There’s yet another way to take notes and organize files on your Mac. Do we need another note taker?
If choice is good, then the Mac is growing in utilities choices that do everything except email and cake decorations.
Maybe it’s just me, but I’m seeing a trend among Mac software developers these days. Features. More features. As in “feature bloat.” As in “feature creep.”
Somewhere there’s a saying something like this—“all software adds features until the application does email.” I’m certain that phrase, however inaccurately quoted, is true of Microsoft’s efforts with Windows, Office, et al.
Is that happening to Mac software? What happens when an application takes on too many features? It becomes difficult to learn, difficult to use, and—here it comes—buggy.
Note taking utilities are abundant on the Mac. I use Hog Bay’s Mori, and CircusPonies’ Notebook. The former is lean, mean, and flexible. The latter is complex, does everything, and needs an assistant to keep running.
Earlier this week I reviewed Chronos’ highly touted SOHO Organizer. It’s a complex tool that does just about everything you can do on a Mac—except email and edit movies.
I’m a long time Microsoft Office and Entourage user, and love Mori’s flexibility for text, and Notebook’s ability to organize. What I saw of SOHO Organizer I like, and I said so.
While many Mac users like Organizer, many Mac users don’t like it, and said so. Check the Comments section.
I received plenty of email telling me about a list of support problems, dependability problems, and other issues.
Elegant is not a term I’d use to describe Organizer, and it’s not a term I’ll use to describe Chronos’ SOHO Notes. It’s a note taker. It lets you take and organize notes on your Mac. How hard can it be? Plenty.
SOHO Notes is a part of SOHO Organizer, though I didn’t review the Notes features. Frankly, there’s no many features in the two applications that I was forced to conserve bits and bytes and do them separately.
You can use Notes to track almost anything that crosses your schedule, crosses your mind, or crosses your Mac. Conversations, expenses, daily events, projects, do lists, web pages, and more.
Do a daily journal, print receipts, drag photos from iPhoto into Notes, sync with your iPod, a Palm device or your .Mac account. Sound familiar?
Use Notes to add keywords to everything not tied down. Safeguard your notes with 256-bit encryption (that’s a good thing). You can link Notes to Apple’s AddressBook. Drop in clip art with your iPhoto photos.
Wait. Aren’t we talking about a note taker? Shouldn’t it, you know, just take some notes—and do it real well? Yes. But this is the 21st century. Macs run on Intel. You know. Just like Windows. Mac software needs features. You know. Just like Windows.

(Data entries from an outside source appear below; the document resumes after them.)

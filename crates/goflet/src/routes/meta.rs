//! File metadata route.

use axum::{Json, Router, extract::State, routing::get};

use crate::error::AppResult;
use crate::middleware::ResolvedPath;
use crate::state::AppState;
use crate::storage::FileInfo;

/// Create the metadata router.
pub fn router() -> Router<AppState> {
    Router::new().route("/api/meta/{*rpath}", get(get_file_meta))
}

/// GET /api/meta/{path}: file information as JSON. The served `filePath`
/// is the relative path, never the on-disk location.
async fn get_file_meta(
    State(state): State<AppState>,
    ResolvedPath(parsed): ResolvedPath,
) -> AppResult<Json<FileInfo>> {
    let mut info = state.storage().get_file_info(&parsed.fs).await?;
    info.file_path = parsed.relative;
    Ok(Json(info))
}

There’s so much going on with SOHO Notes that it has evolved well beyond note taking. It’s more of a digital bucket, a computing closet, a collecting cabinet, and the 3 car garage your Mac never had.
Check out This Page. It’s a list of 101 Things You Can Store in SOHO Notes. That list only scratches the surface.
Have our digital lives become so complex that we need a utility that does over 100 things?
Notes has some great features. Perhaps not enough great features, and too many just good ones. I devoted a lot of time and effort to learn CircusPonies’ Notebook. Mori can be learned in an hour or two, and is the most flexible “note taker” I’ve ever used.
SOHO Notes attempts to be an end-all, be-all for organizing notes and digital information. If Apple can create a browser that’s elegant, fast, and contains a few touches that are just right, why can’t we find more software that does the same for our digital notes, digital organizing?